The warm vapour moving up the stack must be exhausted, and as the moisture hits the sub-zero outside temperature, it condenses, freezes, and continues to build up until eventually, the roof stack will plug shut.
Some suggest that insulating the vent stack within the attic cavity will fix the problem, but the attic is not where the problem lies. Others suggest installing one of the various styles of sewer vents that resist plugging and are available from hardware stores and building centres, but these vents are costly. In any case, you can fix the issue without buying any alternate materials.

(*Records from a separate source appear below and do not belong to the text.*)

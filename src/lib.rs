//! Strictly Match - match session core for tic-tac-toe
//!
//! Plays a match offline on one input surface, or online against an
//! authoritative match host over an unreliable realtime link.
//!
//! # Architecture
//!
//! - **Engine**: pure rules in the `strictly_tictactoe` crate, re-exported here
//! - **Protocol**: op-coded match messages inside a line-framed JSON envelope
//! - **Transport**: one owned connection with handshake, heartbeat and an
//!   inbound event stream
//! - **Session**: the match state machine; optimistic moves reconciled
//!   against authoritative snapshots
//! - **Host**: a reference TCP host speaking the same protocol
//!
//! # Example
//!
//! ```no_run
//! use std::sync::Arc;
//! use strictly_match::{ClientConfig, Credential, MatchMode, MatchSession, TcpConnector};
//!
//! # async fn example() -> anyhow::Result<()> {
//! let config = ClientConfig::default();
//! let connector = Arc::new(TcpConnector::new(config.host().clone()));
//! let session = MatchSession::new(connector, Credential::new("token"), config.timings());
//!
//! let seat = session.create_or_join(MatchMode::CreateVsPlayer).await?;
//! println!("Playing {} in {}", seat.local_mark(), seat.match_id());
//! session.submit_move(4).await?;
//! session.teardown().await;
//! # Ok(())
//! # }
//! ```

#![warn(missing_docs)]
#![forbid(unsafe_code)]

// Private module declarations
mod config;
mod discovery;
mod error;
mod host;
mod protocol;
mod session;
mod transport;

// Crate-level exports - Configuration
pub use config::{ClientConfig, HostConfig};

// Crate-level exports - Errors
pub use error::{ConfigError, MatchError, TransportError};

// Crate-level exports - Protocol
pub use protocol::{
    Difficulty, Frame, FrameCodec, JoinAck, MAX_LINE_LENGTH, MatchEnd, MatchMessage, MoveIntent,
    OpCode, Outcome, PresenceChange, ProtocolError, RawMessage, RoomSummary, StateUpdate, decode,
    decode_line, encode, encode_line,
};

// Crate-level exports - Transport
pub use transport::{
    Connector, Credential, DisconnectReason, FrameSender, Inbound, LinkOptions, TcpConnector,
    TcpTransport, Transport, TransportEvent, TransportSession, memory,
};

// Crate-level exports - Session
pub use session::{
    Intent, MatchInfo, MatchMode, MatchPhase, MatchSession, MatchSnapshot, MoveResolution,
    SessionTimings,
};

// Crate-level exports - Host and discovery
pub use discovery::list_rooms;
pub use host::{BOT_ID, MatchHost, Room, RoomRegistry, user_id_for};

// Crate-level exports - Game types (tic-tac-toe)
pub use strictly_tictactoe::{
    Board, CELL_COUNT, GameStatus, LocalMatch, Mark, Move, Position, Rejection, Square,
    apply_move, evaluate, next_turn,
};
//! Client and host configuration.

use crate::error::ConfigError;
use crate::session::SessionTimings;
use crate::transport::LinkOptions;
use derive_getters::Getters;
use derive_setters::Setters;
use serde::{Deserialize, Serialize};
use std::path::Path;
use std::time::Duration;
use tracing::{debug, info, instrument};

/// Settings for connecting to a match host.
///
/// Every field has a default, so an empty TOML file is valid.
#[derive(Debug, Clone, PartialEq, Eq, Getters, Setters, Serialize, Deserialize)]
#[setters(prefix = "with_")]
pub struct ClientConfig {
    /// Host address, `host:port`.
    #[serde(default = "default_host")]
    host: String,

    /// How long a move waits for STATE_UPDATE.
    #[serde(default = "default_move_timeout_ms")]
    move_timeout_ms: u64,

    /// How long an opponent may be away before the match is aborted.
    #[serde(default = "default_presence_grace_ms")]
    presence_grace_ms: u64,

    /// Reconnect attempts after an unexpected drop.
    #[serde(default = "default_reconnect_attempts")]
    reconnect_attempts: u32,

    /// First reconnect delay; doubles per attempt.
    #[serde(default = "default_reconnect_backoff_ms")]
    reconnect_backoff_ms: u64,

    /// Interval between pings.
    #[serde(default = "default_heartbeat_interval_ms")]
    heartbeat_interval_ms: u64,

    /// Silence after which the link is considered dead.
    #[serde(default = "default_heartbeat_timeout_ms")]
    heartbeat_timeout_ms: u64,

    /// Bound on connect plus handshake.
    #[serde(default = "default_connect_timeout_ms")]
    connect_timeout_ms: u64,
}

fn default_host() -> String {
    "127.0.0.1:7350".to_string()
}

fn default_move_timeout_ms() -> u64 {
    10_000
}

fn default_presence_grace_ms() -> u64 {
    15_000
}

fn default_reconnect_attempts() -> u32 {
    3
}

fn default_reconnect_backoff_ms() -> u64 {
    1_000
}

fn default_heartbeat_interval_ms() -> u64 {
    5_000
}

fn default_heartbeat_timeout_ms() -> u64 {
    15_000
}

fn default_connect_timeout_ms() -> u64 {
    10_000
}

impl Default for ClientConfig {
    fn default() -> Self {
        Self {
            host: default_host(),
            move_timeout_ms: default_move_timeout_ms(),
            presence_grace_ms: default_presence_grace_ms(),
            reconnect_attempts: default_reconnect_attempts(),
            reconnect_backoff_ms: default_reconnect_backoff_ms(),
            heartbeat_interval_ms: default_heartbeat_interval_ms(),
            heartbeat_timeout_ms: default_heartbeat_timeout_ms(),
            connect_timeout_ms: default_connect_timeout_ms(),
        }
    }
}

impl ClientConfig {
    /// Loads configuration from a TOML file.
    #[instrument(skip(path), fields(path = %path.as_ref().display()))]
    pub fn from_file(path: impl AsRef<Path>) -> Result<Self, ConfigError> {
        debug!("Loading config from file");
        let content = std::fs::read_to_string(path.as_ref())
            .map_err(|e| ConfigError::new(format!("Failed to read config file: {}", e)))?;

        let config: Self = toml::from_str(&content)
            .map_err(|e| ConfigError::new(format!("Failed to parse config: {}", e)))?;
        config.validate()?;

        info!(host = %config.host, "Config loaded successfully");
        Ok(config)
    }

    /// Loads `path` when given, otherwise returns defaults.
    pub fn load(path: Option<&Path>) -> Result<Self, ConfigError> {
        match path {
            Some(path) => Self::from_file(path),
            None => Ok(Self::default()),
        }
    }

    /// Rejects settings that would make the session unusable.
    pub fn validate(&self) -> Result<(), ConfigError> {
        if self.host.trim().is_empty() {
            return Err(ConfigError::new("host must not be empty"));
        }
        if self.heartbeat_interval_ms == 0 {
            return Err(ConfigError::new("heartbeat_interval_ms must be positive"));
        }
        if self.heartbeat_timeout_ms <= self.heartbeat_interval_ms {
            return Err(ConfigError::new(
                "heartbeat_timeout_ms must exceed heartbeat_interval_ms",
            ));
        }
        Ok(())
    }

    /// Link timings.
    pub fn link_options(&self) -> LinkOptions {
        LinkOptions::new(
            Duration::from_millis(self.connect_timeout_ms),
            Duration::from_millis(self.heartbeat_interval_ms),
            Duration::from_millis(self.heartbeat_timeout_ms),
        )
    }

    /// Session timings.
    pub fn timings(&self) -> SessionTimings {
        SessionTimings {
            move_timeout: Duration::from_millis(self.move_timeout_ms),
            presence_grace: Duration::from_millis(self.presence_grace_ms),
            reconnect_attempts: self.reconnect_attempts,
            reconnect_backoff: Duration::from_millis(self.reconnect_backoff_ms),
            link: self.link_options(),
        }
    }
}

/// Settings for the reference host.
#[derive(Debug, Clone, PartialEq, Eq, Getters, Setters, Serialize, Deserialize)]
#[setters(prefix = "with_")]
pub struct HostConfig {
    /// Listen address.
    #[serde(default = "default_host")]
    bind: String,

    /// A match with no move for this long is ended and its room dropped.
    #[serde(default = "default_idle_timeout_secs")]
    idle_timeout_secs: u64,
}

fn default_idle_timeout_secs() -> u64 {
    300
}

impl Default for HostConfig {
    fn default() -> Self {
        Self {
            bind: default_host(),
            idle_timeout_secs: default_idle_timeout_secs(),
        }
    }
}

impl HostConfig {
    /// Idle limit for matches.
    pub fn idle_timeout(&self) -> Duration {
        Duration::from_secs(self.idle_timeout_secs)
    }
}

The higher the roof stack rises above your roof line, the more condensation to take place and build up within the pipe, so the easiest solution to prevent this from happening continually is to cut the vent stack shorter, giving the moisture a quicker route to dissipate into the open air. Be sure to cut the roof stack no shorter than six inches from the roof line and re-cap it with the appropriate vent cover. You may also want to wrap the pipe with foil insulation, such as Reflectix, within the roof cavity. This will keep the vapour exhausting through the pipe warmer, which in turn will help it vent more rapidly and exit your home faster, reducing the time the vapour has to freeze.
Its just that easy.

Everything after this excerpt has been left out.